Principaux renseignements

  • L’avion chinois C919 a effectué son premier vol international dans le but de briser le duopole d’Airbus et de Boeing.
  • L’absence de certifications de sécurité occidentales limite considérablement l’attrait de cet appareil sur le marché mondial.
  • COMAC doit augmenter sa production et réduire sa dépendance vis-à-vis des pièces étrangères pour atteindre le niveau de fiabilité requis par l’industrie.

La Commercial Aircraft Corporation of China (COMAC) a franchi une étape importante. Son avion de ligne C919, fabriqué en Chine, a effectué son premier vol régulier hors des frontières nationales, reliant Pékin à Oulan-Bator, en Mongolie. Opéré par Air China, ce vol d’une durée d’environ deux heures témoigne de l’ambition de la Chine de briser le duopole mondial de l’aviation détenu par Airbus et Boeing.

À la conquête du marché mondial

Conçu comme un avion à fuselage étroit capable de transporter 174 passagers, le C919 est destiné à concurrencer directement l’Airbus A320neo et le Boeing 737 MAX.

Afin de promouvoir cet appareil, la COMAC a mené des actions de marketing à l’international, notamment en organisant une présentation remarquée au Salon aéronautique de Dubaï en novembre dernier, dans l’espoir que la liaison vers la Mongolie devienne à terme un service quotidien.

Obstacles liés à la certification 

Malgré ces progrès, le C919 doit surmonter des obstacles de taille avant de pouvoir réellement bouleverser le marché international.
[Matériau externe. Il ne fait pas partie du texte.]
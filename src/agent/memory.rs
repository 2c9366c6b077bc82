//! Ordered conversation record for one agent run.

use std::sync::RwLock;

use crate::llm::{ChatMessage, Role, ToolCall};

/// Thread-safe append + snapshot-read conversation history.
///
/// Owned by a single agent run; the read-write lock permits safe inspection
/// from tests and diagnostics while the run is in flight.
#[derive(Default)]
pub struct ConversationMemory {
    messages: RwLock<Vec<ChatMessage>>,
}

impl ConversationMemory {
    pub fn new() -> Self {
        Self::default()
    }

    /// Append a user message.
    pub fn add_user(&self, content: impl Into<String>) {
        self.push(ChatMessage::new(Role::User, content));
    }

    /// Append a plain assistant message.
    pub fn add_assistant(&self, content: impl Into<String>) {
        self.push(ChatMessage::new(Role::Assistant, content));
    }

    /// Append an assistant message that requests tool calls.
    pub fn add_assistant_tool_calls(&self, content: Option<String>, tool_calls: Vec<ToolCall>) {
        self.push(ChatMessage::assistant_tool_calls(content, tool_calls));
    }

    /// Append a tool execution result keyed by the originating call id.
    pub fn add_tool_output(&self, tool_call_id: impl Into<String>, content: impl Into<String>) {
        self.push(ChatMessage::tool_result(tool_call_id, content));
    }

    /// A copy of the full conversation history.
    pub fn snapshot(&self) -> Vec<ChatMessage> {
        self.messages
            .read()
            .unwrap_or_else(|poisoned| poisoned.into_inner())
            .clone()
    }

    pub fn len(&self) -> usize {
        self.messages
            .read()
            .unwrap_or_else(|poisoned| poisoned.into_inner())
            .len()
    }

    pub fn is_empty(&self) -> bool {
        self.len() == 0
    }

    fn push(&self, message: ChatMessage) {
        self.messages
            .write()
            .unwrap_or_else(|poisoned| poisoned.into_inner())
            .push(message);
    }
}

#[cfg(test)]
mod tests {
    use super::*;
    use crate::llm::FunctionCall;

    #[test]
    fn appends_preserve_order() {
        let memory = ConversationMemory::new();
        memory.add_user("goal");
        memory.add_assistant("thinking");
        memory.add_tool_output("call_1", "output");

        let history = memory.snapshot();
        assert_eq!(history.len(), 3);
        assert_eq!(history[0].role, Role::User);
        assert_eq!(history[1].role, Role::Assistant);
        assert_eq!(history[2].role, Role::Tool);
        assert_eq!(history[2].tool_call_id.as_deref(), Some("call_1"));
    }

    #[test]
    fn snapshot_is_a_copy() {
        let memory = ConversationMemory::new();
        memory.add_user("one");
        let snapshot = memory.snapshot();
        memory.add_user("two");
        assert_eq!(snapshot.len(), 1);
        assert_eq!(memory.len(), 2);
    }

    #[test]
    fn tool_call_request_is_recorded() {
        let memory = ConversationMemory::new();
        memory.add_assistant_tool_calls(
            Some("checking logs".to_string()),
            vec![ToolCall {
                id: "call_1".to_string(),
                call_type: "function".to_string(),
                function: FunctionCall {
                    name: "get_pod_logs".to_string(),
                    arguments: "{}".to_string(),
                },
            }],
        );

        let history = memory.snapshot();
        assert_eq!(history[0].requested_tool_calls().len(), 1);
        assert_eq!(history[0].requested_tool_calls()[0].function.name, "get_pod_logs");
    }
}
//! The LLM-driven diagnosis agent.
//!
//! [`AgentLoop`] is a bounded think-act-observe executor: each step calls
//! the LLM with the conversation so far, executes any requested tools under
//! the safety policy, feeds the outputs back, and stops when the model
//! concludes, the step budget runs out, or a repetition loop is detected.

mod engine;
mod error;
mod memory;

pub use engine::{AgentLoop, DiagnosisResult, StepSink};
pub use error::AgentError;
pub use memory::ConversationMemory;
//! Time windows over the trip history.
//!
//! [`TimeWindow`] is the full observed range that drives the range slider;
//! [`WindowBounds`] is a closed interval requested by the operator. All values
//! at this boundary are Unix-epoch milliseconds.

use chrono::{DateTime, TimeZone, Utc};
use chrono_tz::Tz;
use serde::{Deserialize, Serialize};
use thiserror::Error;

use crate::types::{ChargingSession, Trip};

const MARK_COUNT: i64 = 5;
/// Spans longer than this get month labels instead of day labels.
const MONTH_LABEL_THRESHOLD_MS: i64 = 365 * 24 * 3_600_000 / 2;
const STEP_DIVISOR: f64 = 100.0;

#[derive(Debug, Error, PartialEq, Eq)]
pub enum WindowError {
    #[error("no trips to derive window bounds from")]
    EmptyTripSet,
    #[error("window bounds are inverted: first trip at {min} ms is after last trip at {max} ms")]
    InvertedBounds { min: i64, max: i64 },
}

/// Anything with a start timestamp that can be windowed.
pub trait Timestamped {
    fn start_millis(&self) -> i64;
}

impl Timestamped for Trip {
    fn start_millis(&self) -> i64 {
        Trip::start_millis(self)
    }
}

impl Timestamped for ChargingSession {
    fn start_millis(&self) -> i64 {
        ChargingSession::start_millis(self)
    }
}

/// Closed interval `[lo, hi]` in epoch milliseconds.
#[derive(Debug, Clone, Copy, PartialEq, Eq, Serialize, Deserialize)]
pub struct WindowBounds {
    pub lo: i64,
    pub hi: i64,
}

impl WindowBounds {
    pub fn new(lo: i64, hi: i64) -> Self {
        Self { lo, hi }
    }

    #[inline]
    pub fn contains(&self, millis: i64) -> bool {
        self.lo <= millis && millis <= self.hi
    }
}

#[derive(Debug, Clone, PartialEq, Serialize, Deserialize)]
pub struct TickMark {
    pub at: i64,
    pub label: String,
}

/// Slider range derived from the earliest and latest trip.
#[derive(Debug, Clone, PartialEq, Serialize, Deserialize)]
pub struct TimeWindow {
    pub min: i64,
    pub max: i64,
    pub step: f64,
    pub marks: Vec<TickMark>,
}

impl TimeWindow {
    /// Derive the window from a trip collection sorted by `start_at`.
    ///
    /// Bounds are taken from the first and last trip, so an unsorted
    /// collection whose first trip is later than its last is rejected.
    pub fn from_trips(trips: &[Trip], tz: &Tz) -> Result<Self, WindowError> {
        let (first, last) = match (trips.first(), trips.last()) {
            (Some(first), Some(last)) => (first, last),
            _ => return Err(WindowError::EmptyTripSet),
        };
        Self::from_bounds(first.start_at, last.start_at, tz)
    }

    pub fn from_bounds(
        min_date: DateTime<Utc>,
        max_date: DateTime<Utc>,
        tz: &Tz,
    ) -> Result<Self, WindowError> {
        let min = min_date.timestamp_millis();
        let max = max_date.timestamp_millis();
        if min > max {
            return Err(WindowError::InvertedBounds { min, max });
        }

        // A single instant still needs a usable slider step.
        let step = ((max - min) as f64 / STEP_DIVISOR).max(1.0);

        Ok(Self {
            min,
            max,
            step,
            marks: marks_between(min, max, tz),
        })
    }

    pub fn full_range(&self) -> WindowBounds {
        WindowBounds::new(self.min, self.max)
    }
}

/// Evenly spaced labelled marks from `min`, plus one at `max`.
pub fn marks_between(min: i64, max: i64, tz: &Tz) -> Vec<TickMark> {
    let span = max - min;
    let format = if span > MONTH_LABEL_THRESHOLD_MS {
        "%b %Y"
    } else {
        "%Y-%m-%d"
    };

    let mut marks = Vec::with_capacity(MARK_COUNT as usize + 1);
    let delta = span / MARK_COUNT;
    if delta > 0 {
        for i in 0..MARK_COUNT {
            let at = min + i * delta;
            marks.push(TickMark {
                at,
                label: label_for(at, tz, format),
            });
        }
    }
    marks.push(TickMark {
        at: max,
        label: label_for(max, tz, format),
    });
    marks
}

fn label_for(millis: i64, tz: &Tz, format: &str) -> String {
    match tz.timestamp_millis_opt(millis).single() {
        Some(dt) => dt.format(format).to_string(),
        None => millis.to_string(),
    }
}

/// Keep the items whose start falls in `bounds`, inclusive at both ends,
/// in their original order.
pub fn filter_by_window<T: Timestamped + Clone>(items: &[T], bounds: WindowBounds) -> Vec<T> {
    items
        .iter()
        .filter(|item| bounds.contains(item.start_millis()))
        .cloned()
        .collect()
}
L’un des principaux obstacles réside dans l’absence de certifications de sécurité délivrées par les autorités aéronautiques américaines et européennes, ce qui limite considérablement son attrait auprès des acheteurs mondiaux.

De plus, l’avion dépend encore fortement de pièces fabriquées à l’étranger, ce qui entrave l’objectif initial de la Chine visant à atteindre une production entièrement nationale d’ici 2025.

Le déficit de production

L’échelle de production reste également une source de préoccupation. Avec seulement une poignée de livraisons, contre les centaines d’avions fournis par ses concurrents occidentaux, la COMAC est loin de son objectif de fabrication de 200 unités par an d’ici 2029.

Ce déficit est mis en évidence par le fait que les compagnies aériennes chinoises continuent d’acheter de grands volumes d’avions et de composants Boeing pour répondre à leurs besoins opérationnels.

La voie vers la fiabilité

Au-delà de la fabrication, COMAC doit mettre en place une chaîne d’approvisionnement solide et prouver la fiabilité à long terme de sa flotte pour gagner la confiance du secteur.

Si ce premier vol international constitue une victoire symbolique pour le secteur aérospatial chinois, l’entreprise doit encore développer ses activités et éliminer sa dépendance vis-à-vis des technologies étrangères pour pouvoir véritablement rivaliser avec les géants établis de l’aviation.